• DATA FOR REVIEW
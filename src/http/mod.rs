//! HTTP protocol handling subsystem.
//!
//! # Data Flow
//! ```text
//! TCP connection
//!     → server.rs (Axum setup, middleware)
//!     → request.rs (request ID, logs only)
//!     → gateway::forward (proxy to backend)
//!     → response.rs (relay upstream response)
//!     → Send to client
//! ```

pub mod request;
pub mod response;
pub mod server;

pub use request::{assign_request_id, RequestIdExt, X_REQUEST_ID};
pub use server::{AppState, HttpServer};
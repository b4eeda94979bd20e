//! Shutdown coordination for the gateway.

use tokio::sync::broadcast;

/// Coordinator for graceful shutdown.
///
/// Provides a broadcast channel that all long-running tasks can subscribe to.
/// Cloning shares the same channel.
#[derive(Debug, Clone)]
pub struct Shutdown {
    tx: broadcast::Sender<()>,
}

impl Shutdown {
    pub fn new() -> Self {
        let (tx, _) = broadcast::channel(1);
        Self { tx }
    }

    /// Subscribe to the shutdown signal.
    pub fn subscribe(&self) -> broadcast::Receiver<()> {
        self.tx.subscribe()
    }

    /// Trigger the shutdown signal. Returns how many tasks were notified.
    pub fn trigger(&self) -> usize {
        let notified = self.tx.send(()).unwrap_or(0);
        tracing::debug!(notified, "Shutdown triggered");
        notified
    }
}

impl Default for Shutdown {
    fn default() -> Self {
        Self::new()
    }
}
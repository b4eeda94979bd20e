//! Config file watching for hot reload.
//!
//! The parent directory is watched rather than the file itself: editors and
//! deploy tools often save by writing a sibling and renaming it over the
//! original, which replaces the watched inode. Events are filtered down to
//! the config file name.
//!
//! One save usually fires several events. A reload is only sent when the
//! validated config differs from the last one sent.

use std::ffi::OsString;
use std::path::{Path, PathBuf};

use notify::{Config, Event, RecommendedWatcher, RecursiveMode, Watcher};
use tokio::sync::mpsc;

use crate::config::loader::load_config;
use crate::config::schema::GatewayConfig;

/// Sends a validated [`GatewayConfig`] each time the file changes.
pub struct ConfigWatcher {
    path: PathBuf,
    current: GatewayConfig,
    update_tx: mpsc::UnboundedSender<GatewayConfig>,
}

impl ConfigWatcher {
    /// `current` is the config already in effect, loaded from `path`.
    pub fn new(
        path: &Path,
        current: GatewayConfig,
    ) -> (Self, mpsc::UnboundedReceiver<GatewayConfig>) {
        let (update_tx, update_rx) = mpsc::unbounded_channel();
        let watcher = Self {
            path: path.to_path_buf(),
            current,
            update_tx,
        };
        (watcher, update_rx)
    }

    /// Start watching. Dropping the returned handle stops it.
    pub fn run(self) -> Result<RecommendedWatcher, notify::Error> {
        let Some(file_name) = self.path.file_name().map(OsString::from) else {
            return Err(notify::Error::path_not_found().add_path(self.path));
        };
        let dir = match self.path.parent() {
            Some(dir) if !dir.as_os_str().is_empty() => dir.to_path_buf(),
            _ => PathBuf::from("."),
        };

        let path = self.path;
        let tx = self.update_tx;
        let mut last = self.current;

        let mut watcher = RecommendedWatcher::new(
            move |res: notify::Result<Event>| {
                let event = match res {
                    Ok(event) => event,
                    Err(e) => {
                        tracing::error!(error = %e, "Config watch error");
                        return;
                    }
                };

                let touches_config = event
                    .paths
                    .iter()
                    .any(|p| p.file_name() == Some(file_name.as_os_str()));
                if !touches_config || !(event.kind.is_modify() || event.kind.is_create()) {
                    return;
                }

                match load_config(Some(&path)) {
                    Ok(next) if next == last => {}
                    Ok(next) => {
                        tracing::info!(
                            path = %path.display(),
                            backend_url = %next.upstream.backend_url,
                            "Config file changed"
                        );
                        last = next.clone();
                        let _ = tx.send(next);
                    }
                    // Mid-write states fail to parse; the final write fires again.
                    Err(e) => tracing::warn!(
                        path = %path.display(),
                        error = %e,
                        "Ignoring unreadable config, keeping current"
                    ),
                }
            },
            Config::default(),
        )?;

        watcher.watch(&dir, RecursiveMode::NonRecursive)?;
        tracing::info!(directory = %dir.display(), "Config watcher started");
        Ok(watcher)
    }
}
//! Configuration management subsystem.
//!
//! # Data Flow
//! ```text
//! defaults (GatewayConfig::default)
//!     → optional TOML file (loader.rs)
//!     → env overrides: BACKEND_URL, GATEWAY_BIND (loader.rs)
//!     → validation.rs (semantic checks)
//!     → GatewayConfig (validated, immutable)
//!
//! On file change:
//!     watcher.rs detects change
//!     → loader.rs loads + overrides + validates
//!     → server swaps its upstream snapshot atomically
//! ```
//!
//! # Design Decisions
//! - Config is immutable once loaded; changes require full reload
//! - All fields have defaults so an empty file (or none) is valid
//! - Environment wins over the file so container deployments need no file

pub mod loader;
pub mod schema;
pub mod validation;
pub mod watcher;

pub use loader::{load_config, ConfigError};
pub use schema::{
    GatewayConfig, LimitsConfig, ListenerConfig, LogFormat, ObservabilityConfig, ReloadConfig,
    TimeoutConfig, UpstreamConfig, DEFAULT_BACKEND_URL,
};
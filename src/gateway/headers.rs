//! Inbound → outbound header filtering.
//!
//! `host` and `content-length` belong to the inbound leg and are recomputed
//! by the outbound client. Everything else is forwarded as-is.

use axum::http::{header, HeaderMap, HeaderName};

/// Headers never copied onto the upstream request.
pub const STRIPPED_HEADERS: [HeaderName; 2] = [header::HOST, header::CONTENT_LENGTH];

/// Copy every forwardable header, keeping all values of repeated headers.
///
/// `HeaderName` is stored lowercase, so names come out normalized.
pub fn forward_headers(inbound: &HeaderMap) -> HeaderMap {
    let mut outbound = HeaderMap::with_capacity(inbound.len());
    for (name, value) in inbound {
        if STRIPPED_HEADERS.contains(name) {
            continue;
        }
        outbound.append(name.clone(), value.clone());
    }
    outbound
}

• TASK ITEM
The response must hold only the lines above from the line with "(watcher, update_rx)" through the line with "let Some(file_name) = self.path.file_name().map(OsString::from)", each copied exactly, both ends kept.

• REPLY
        (watcher, update_rx)
    }

    /// Start watching. Dropping the returned handle stops it.
    pub fn run(self) -> Result<RecommendedWatcher, notify::Error> {
        let Some(file_name) = self.path.file_name().map(OsString::from) else {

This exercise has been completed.